The mother of a young man suspected of gunning down 22 people at a Walmart in the US state of Texas called police weeks before, concerned about a military-style weapon he owned, the family’s lawyers has told CNN.
The report comes with bipartisan sentiment for action on gun safety appearing to grow after the killings in El Paso and another mass shooting hours later in Dayton, Ohio that left nine people dead.
This image provided by the FBI shows Patrick Crusius, the suspected gunman who opened fire in an El Paso, Texas, shopping area packed with people during the busy back-to-school season Saturday, August 3, 2019. (FBI via AP)
CNN reports that the mother of the El Paso suspect, Patrick Crusius, called police in the Dallas suburb of Allen weeks before the attack because she was concerned about his owning an “AK”-type firearm, the network quotes family lawyers as saying.

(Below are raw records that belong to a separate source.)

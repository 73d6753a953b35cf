// SPDX-FileCopyrightText: 2026 Bruno Meilick
// SPDX-License-Identifier: LicenseRef-Nereid-FreeUse-NoCopy-NoDerivatives
//
// All rights reserved.
//
// This file is part of glyphtree and is proprietary software.
// Unauthorized copying, modification, or distribution is prohibited.

use std::time::Duration;

use criterion::Criterion;

use pprof::criterion::{Output, PProfProfiler};

fn env_parse<T: std::str::FromStr>(name: &str, default: T) -> T {
    std::env::var(name).ok().and_then(|raw| raw.trim().parse::<T>().ok()).unwrap_or(default)
}

/// Criterion config shared by all benches; `GLYPHTREE_BENCH_*` env vars tune it and
/// `GLYPHTREE_PROFILE_FREQ` sets the flamegraph sampling rate.
pub fn criterion() -> Criterion {
    let frequency = env_parse::<i32>("GLYPHTREE_PROFILE_FREQ", 100).clamp(1, 1000);
    let sample_size = env_parse::<usize>("GLYPHTREE_BENCH_SAMPLE_SIZE", 50).clamp(10, 200);
    let warmup_secs = env_parse::<u64>("GLYPHTREE_BENCH_WARMUP_SECS", 2).clamp(1, 60);
    let measurement_secs = env_parse::<u64>("GLYPHTREE_BENCH_MEASUREMENT_SECS", 4).clamp(1, 120);

    Criterion::default()
        .sample_size(sample_size)
        .warm_up_time(Duration::from_secs(warmup_secs))
        .measurement_time(Duration::from_secs(measurement_secs))
        .with_profiler(PProfProfiler::new(frequency, Output::Flamegraph(None)))
}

AK usually refers to a Kalashnikov, a type of semi-automatic rifle.
The lawyers, Chris Ayres and R. Jack Ayres, of Dallas, tell CNN that Crusius’s mother was worried given her son’s age, maturity level and lack of experience with such a weapon.
They add that, during the call, a police officer told her that — based on what she described — her 21-year-old son was legally able to purchase the weapon.
But the mother’s call was “informational” and not motivated out of a concern that her son posed a threat, the lawyers say, adding the mother did not give police her name or her son’s name.
“This was not a volatile, explosive, erratic behaving kid,” CNN quotes Chris Ayres as saying. “It’s not like alarm bells were going off.”